Journée d'Etude : Genre et Intelligence Artificielle
Institut Nicod - Défis GENRE - CNRS
Vendredi 10 juin 2016
Thirty years of gender studies have resulted in a new awareness of a social, biological and cultural dimension of our life that must be rethought and reconsidered. Yet, although the impact of these studies on social life and policy-making is obvious, there are many questions that are left to explore:
The problem with the study of gendered differences is that our folk psychological concept of gender and its social implications deeply influence the process of epistemological and semantic construction of an abstract object of inquiry. Indeed, as Cecilia Ridgeway has noticed “it is striking that people find it almost impossible to relate to a person that they cannot classify as male or female”. We don’t even know how to address a person we can’t place as male or female. That is why so many social stereotypes on gender are uncritically imported into scientific psychological research although “objectivized” through a process of decontextualization and abstraction.

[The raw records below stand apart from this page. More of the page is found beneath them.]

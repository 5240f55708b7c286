use crate::corrections::validate_owner;
use crate::error::CorrectionError;
use serde::{Deserialize, Serialize};
use std::collections::BTreeMap;
use std::path::Path;
use tracing::debug;

#[derive(Debug, Clone, PartialEq, Serialize, Deserialize)]
pub struct DeviceInfo {
    pub vendor: String,
    #[serde(default)]
    pub model: String,
    #[serde(default)]
    pub spec_version: String,
    /// Artifact the device's derived outputs are regenerated from
    #[serde(default, skip_serializing_if = "Option::is_none")]
    pub document_id: Option<String>,
}

/// `registry.yaml`: device id → vendor, model and spec version
#[derive(Debug, Clone, Default, PartialEq, Serialize, Deserialize)]
#[serde(transparent)]
pub struct DeviceRegistry {
    devices: BTreeMap<String, DeviceInfo>,
}

impl DeviceRegistry {
    /// A missing file is an empty registry
    pub fn load(path: &Path) -> Result<Self, CorrectionError> {
        if !path.exists() {
            debug!(path = %path.display(), "No device registry, starting empty");
            return Ok(Self::default());
        }
        let content = std::fs::read_to_string(path)?;
        if content.trim().is_empty() {
            return Ok(Self::default());
        }
        Ok(serde_yaml::from_str(&content)?)
    }

    pub fn save(&self, path: &Path) -> Result<(), CorrectionError> {
        if let Some(parent) = path.parent() {
            std::fs::create_dir_all(parent)?;
        }
        std::fs::write(path, serde_yaml::to_string(self)?)?;
        Ok(())
    }

    pub fn get(&self, device_id: &str) -> Result<&DeviceInfo, CorrectionError> {
        self.devices
            .get(device_id)
            .ok_or_else(|| CorrectionError::MissingDevice(device_id.to_string()))
    }

    pub fn contains(&self, device_id: &str) -> bool {
        self.devices.contains_key(device_id)
    }

    pub fn vendor_of(&self, device_id: &str) -> Result<&str, CorrectionError> {
        self.get(device_id).map(|info| info.vendor.as_str())
    }

    /// Vendor-scope corrections may only name a vendor some registered
    /// device belongs to
    pub fn require_vendor(&self, vendor: &str) -> Result<(), CorrectionError> {
        validate_owner(vendor)?;
        if self.devices.values().any(|info| info.vendor == vendor) {
            Ok(())
        } else {
            Err(CorrectionError::InvalidOwner {
                owner: vendor.to_string(),
                reason: "no registered device has this vendor".to_string(),
            })
        }
    }

    pub fn register(&mut self, device_id: &str, info: DeviceInfo) {
        self.devices.insert(device_id.to_string(), info);
    }

    pub fn assign_document(&mut self, device_id: &str, document_id: &str) -> Result<(), CorrectionError> {
        let info = self
            .devices
            .get_mut(device_id)
            .ok_or_else(|| CorrectionError::MissingDevice(device_id.to_string()))?;
        info.document_id = Some(document_id.to_string());
        Ok(())
    }

    pub fn device_ids(&self) -> impl Iterator<Item = &str> {
        self.devices.keys().map(String::as_str)
    }
}
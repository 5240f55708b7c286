//! Hybrid retrieval over corrected text chunks.
//!
//! A keyword ranking (BM25) keeps exact identifiers such as `OBS.R01`
//! findable; a semantic ranking finds paraphrases. The two are fused by
//! reciprocal rank so neither score scale dominates.

pub mod hybrid;
pub mod keyword;
pub mod semantic;

pub use hybrid::HybridIndex;
pub use keyword::{tokenize, Bm25Index};
pub use semantic::{cosine_similarity, EmbeddingModel, HashingEmbedder, OllamaEmbedder};

use crate::config::{EmbedderKind, GenerationConfig, RetrievalConfig};
use crate::types::{BoundingBox, ContentType};
use serde::{Deserialize, Serialize};
use std::time::Duration;

/// Where an indexed chunk came from; every search hit carries it
#[derive(Debug, Clone, PartialEq, Serialize, Deserialize)]
pub struct ChunkMetadata {
    pub document_id: String,
    pub page: u32,
    pub citation_id: String,
    pub bbox: BoundingBox,
    pub content_type: ContentType,
}

#[derive(Debug, Clone, PartialEq, Serialize, Deserialize)]
pub struct IndexEntry {
    pub text: String,
    pub metadata: ChunkMetadata,
}

#[derive(Debug, Clone, PartialEq, Serialize, Deserialize)]
pub struct SearchResult {
    pub text: String,
    pub metadata: ChunkMetadata,
    pub score: f32,
}

/// Embedder selected by configuration
pub fn embedder_from_config(retrieval: &RetrievalConfig, generation: &GenerationConfig) -> Box<dyn EmbeddingModel> {
    match retrieval.embedder {
        EmbedderKind::Hashing => Box::new(HashingEmbedder::new(retrieval.embedding_dimension)),
        EmbedderKind::Ollama => Box::new(OllamaEmbedder::new(
            &generation.base_url,
            &retrieval.embedding_model,
            retrieval.embedding_dimension,
            Duration::from_secs(generation.timeout_secs),
        )),
    }
}
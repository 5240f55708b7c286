//! Thread pools for page extraction and region rendering, and the
//! cross-process file locks that serialize correction writers and
//! regeneration passes.
//!
//! Pages fan out on the page pool with `par_iter`, which keeps input order in
//! the collected results. Region renders run inside a second, smaller pool so
//! the number of live bitmaps never exceeds its size.

use anyhow::{Context, Result};
use fs2::FileExt;
use rayon::{ThreadPool, ThreadPoolBuilder};
use std::fs::{self, File, OpenOptions};
use std::io;
use std::path::{Path, PathBuf};

/// Named pool with at least one thread
pub fn build_pool(threads: usize, name: &'static str) -> Result<ThreadPool> {
    ThreadPoolBuilder::new()
        .num_threads(threads.max(1))
        .thread_name(move |i| format!("{name}-{i}"))
        .build()
        .with_context(|| format!("Failed to build {name} thread pool"))
}

/// Caps simultaneous bitmap rendering
pub struct RenderPool {
    pool: ThreadPool,
}

impl RenderPool {
    pub fn new(capacity: usize) -> Result<Self> {
        Ok(Self {
            pool: build_pool(capacity, "render")?,
        })
    }

    pub fn capacity(&self) -> usize {
        self.pool.current_num_threads()
    }

    /// Run one render job on the pool, blocking the caller until it finishes
    pub fn run<R, F>(&self, job: F) -> R
    where
        R: Send,
        F: FnOnce() -> R + Send,
    {
        self.pool.install(job)
    }
}

/// Exclusive advisory lock on a lock file, held until drop.
///
/// Each acquisition opens its own handle, so two threads of one process
/// exclude each other just like two processes do.
#[derive(Debug)]
pub struct FileLock {
    file: File,
    path: PathBuf,
}

impl FileLock {
    /// Block until the lock at `path` is free
    pub fn acquire(path: &Path) -> io::Result<Self> {
        if let Some(parent) = path.parent() {
            fs::create_dir_all(parent)?;
        }
        let file = OpenOptions::new()
            .create(true)
            .read(true)
            .write(true)
            .truncate(false)
            .open(path)?;
        file.lock_exclusive()?;
        Ok(Self {
            file,
            path: path.to_path_buf(),
        })
    }

    pub fn path(&self) -> &Path {
        &self.path
    }
}

impl Drop for FileLock {
    fn drop(&mut self) {
        let _ = FileExt::unlock(&self.file);
    }
}

#[cfg(test)]
mod tests {
    use super::*;
    use rayon::prelude::*;
    use std::sync::atomic::{AtomicUsize, Ordering};
    use std::thread;
    use std::time::Duration;

    #[test]
    fn par_iter_keeps_input_order() {
        let pool = build_pool(8, "test").unwrap();
        let items: Vec<u64> = (0..50).collect();
        let out: Vec<u64> = pool.install(|| {
            items
                .par_iter()
                .map(|v| {
                    // Later items finish first
                    thread::sleep(Duration::from_micros(50 - *v));
                    v * 2
                })
                .collect()
        });
        assert_eq!(out, (0..50).map(|v| v * 2).collect::<Vec<_>>());
    }

    #[test]
    fn render_pool_caps_concurrency() {
        let pages = build_pool(8, "test").unwrap();
        let renders = RenderPool::new(2).unwrap();
        assert_eq!(renders.capacity(), 2);

        let active = AtomicUsize::new(0);
        let peak = AtomicUsize::new(0);
        let items: Vec<usize> = (0..16).collect();

        pages.install(|| {
            items.par_iter().for_each(|_| {
                renders.run(|| {
                    let now = active.fetch_add(1, Ordering::SeqCst) + 1;
                    peak.fetch_max(now, Ordering::SeqCst);
                    thread::sleep(Duration::from_millis(2));
                    active.fetch_sub(1, Ordering::SeqCst);
                })
            });
        });

        assert!(peak.load(Ordering::SeqCst) <= 2);
        assert!(peak.load(Ordering::SeqCst) >= 1);
    }

    #[test]
    fn file_lock_excludes_other_handles_until_dropped() {
        let dir = tempfile::TempDir::new().unwrap();
        let path = dir.path().join("locks").join("dev-1.lock");

        let held = FileLock::acquire(&path).unwrap();
        assert_eq!(held.path(), path.as_path());
        let other = OpenOptions::new().read(true).write(true).open(&path).unwrap();
        assert!(other.try_lock_exclusive().is_err());

        drop(held);
        assert!(other.try_lock_exclusive().is_ok());
        FileExt::unlock(&other).unwrap();
    }

    #[test]
    fn zero_threads_means_one() {
        assert_eq!(RenderPool::new(0).unwrap().capacity(), 1);
    }
}
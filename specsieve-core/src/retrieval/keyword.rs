use serde::{Deserialize, Serialize};
use std::collections::BTreeMap;

/// Lowercase and split on anything that is not alphanumeric, `.` or `_`.
/// Dots at token edges are punctuation and are dropped, so `OBS.R01.`
/// becomes `obs.r01`.
pub fn tokenize(text: &str) -> Vec<String> {
    text.split(|c: char| !(c.is_alphanumeric() || c == '.' || c == '_'))
        .map(|t| t.trim_matches('.'))
        .filter(|t| !t.is_empty())
        .map(str::to_lowercase)
        .collect()
}

/// Okapi BM25 over a fixed set of documents
#[derive(Debug, Clone, Serialize, Deserialize)]
pub struct Bm25Index {
    k1: f32,
    b: f32,
    term_freqs: Vec<BTreeMap<String, u32>>,
    doc_lengths: Vec<usize>,
    doc_freqs: BTreeMap<String, usize>,
    avg_length: f32,
}

impl Bm25Index {
    pub fn build<'a, I>(documents: I, k1: f32, b: f32) -> Self
    where
        I: IntoIterator<Item = &'a str>,
    {
        let mut term_freqs = Vec::new();
        let mut doc_lengths = Vec::new();
        let mut doc_freqs: BTreeMap<String, usize> = BTreeMap::new();

        for doc in documents {
            let tokens = tokenize(doc);
            let mut freqs: BTreeMap<String, u32> = BTreeMap::new();
            for token in &tokens {
                *freqs.entry(token.clone()).or_insert(0) += 1;
            }
            for term in freqs.keys() {
                *doc_freqs.entry(term.clone()).or_insert(0) += 1;
            }
            doc_lengths.push(tokens.len());
            term_freqs.push(freqs);
        }

        let avg_length = if doc_lengths.is_empty() {
            0.0
        } else {
            doc_lengths.iter().sum::<usize>() as f32 / doc_lengths.len() as f32
        };

        Self {
            k1,
            b,
            term_freqs,
            doc_lengths,
            doc_freqs,
            avg_length,
        }
    }

    pub fn len(&self) -> usize {
        self.term_freqs.len()
    }

    pub fn is_empty(&self) -> bool {
        self.term_freqs.is_empty()
    }

    fn idf(&self, term: &str) -> f32 {
        let n = self.len() as f32;
        let df = self.doc_freqs.get(term).copied().unwrap_or(0) as f32;
        ((n - df + 0.5) / (df + 0.5) + 1.0).ln()
    }

    /// Documents with a positive score, best first; ties keep index order
    pub fn search(&self, query: &str) -> Vec<(usize, f32)> {
        let terms = tokenize(query);
        if terms.is_empty() || self.is_empty() {
            return Vec::new();
        }

        let mut scored: Vec<(usize, f32)> = self
            .term_freqs
            .iter()
            .enumerate()
            .filter_map(|(idx, freqs)| {
                let length_norm = if self.avg_length > 0.0 {
                    self.doc_lengths[idx] as f32 / self.avg_length
                } else {
                    0.0
                };
                let score: f32 = terms
                    .iter()
                    .filter_map(|term| freqs.get(term).map(|tf| (term, *tf as f32)))
                    .map(|(term, tf)| {
                        let denom = tf + self.k1 * (1.0 - self.b + self.b * length_norm);
                        self.idf(term) * tf * (self.k1 + 1.0) / denom
                    })
                    .sum();
                (score > 0.0).then_some((idx, score))
            })
            .collect();

        scored.sort_by(|a, b| b.1.total_cmp(&a.1).then(a.0.cmp(&b.0)));
        scored
    }
}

Addressing the question from the angle of Artificial Intelligence is a fruitful way to tackling these issues: What does a “gendered intelligence” mean? Is it possible to conceive a gendered human-like machine without incorporating the existing stereotypes we have about gender? Philosophers, psychologists, AI experts and artists will gather for a day to think about these issues.
Informations pratiques :
La journée sera en anglais. Elle est ouverte à tous, dans la limite des places disponibles. Pour vous inscrire, envoyez un email à Gloria Origgi
11:30 - 13:00 (co-organisé avec le Colloquium de l’IJN) - Salle de réunion de l’Institut Nicod, Pavillon Jardin - RDC, 29 rue d’Ulm 75005 Paris.
Friederike Eyssel (Bielefeld University)
What's social about social robots?: The case of gender
This talk proposes a social psychological perspective on what makes robots appear "human". A series of experimental studies will be presented to document the key role of core social categories in impression formation processes about nonhuman entities. The primary focus will be on the aspect of gender (i.e., user-gender, gender-typicality of a task or context, and robot gender) to provide insights into social-cognitive processes and judgments about gendered technical systems. Implications for basic and applied research in psychology and robotics will be discussed.
13:00 - 14: 00 Lunch, Buffet devant la salle Prestige 1, Ecole normale supérieure, RDC, 29 rue d’Ulm, 75005
14:00 - 15:00 - Salle Prestige 1, RDC, Ecole normale supérieure, 29, rue d’Ulm 75005 Paris.
Rawan Charafeddine (Institut des Sciences Cognitives Marc Jeannerod, Lyon)
Dominance suits the boys better: Young children’s expectations about gender and dominance
Dominance relationships are at the core of gender system and even the most advanced countries are yet plagued with gender inequality. To assess preschooler’s inferences about dominance and gender, we conducted three intercultural studies and obtained the following results:
1) Preschoolers infer masculine gender from dominant status, regardless of their age, sex and culture.
2) Girls are less likely than boys to attribute the dominant status to themselves in imaginary mixed-gender situations.
3) Reasoning about concrete situations seems to drive some of the girls, rather than boys, to revise their stereotypical knowledge in this domain.
4) Boys are more likely than girls to attribute higher status to masculine individuals.
15:00 - 15:30
Fabienne Audeoud (artiste) : Présentation d’une vidéo originale créée pour la journée et intitulée : A conversation about Gender and AI
15:30 - 16:30
Gloria Origgi (Institut Nicod)
A Turing Test for Gender
In 1950, Turing proposed an imitation game in which a man and a computer compete in pretending to be a woman. The Imitation Game asks a computer to not only imitate a thinking human, but a specific gender of thinking human. The initial setting of the Imitation Game was the following: There are two individuals pretending to be a woman, one is a man and the other is a woman. And there is an interrogator, whose gender is unimportant, who tries to guess who is the woman. Then Turing asks: “What if we replace the man by a machine in this game”? The gendered dimension of the Imitation Game has been evoked in many discussions about of gender theory (cf. J. Genova 1994). Yet, surprisingly, the gendered dimension of the test has not been exploited in order to write “scripts” that could fool an interrogator about the gender of the participants. How should such a script conceived? If we stick to Turing’s idea of testing only “cognitive” features of the subjects and let out the physical ones, what could be an adequate script for the Gendered Imitation Game? Examples of scripts will be given and discussed.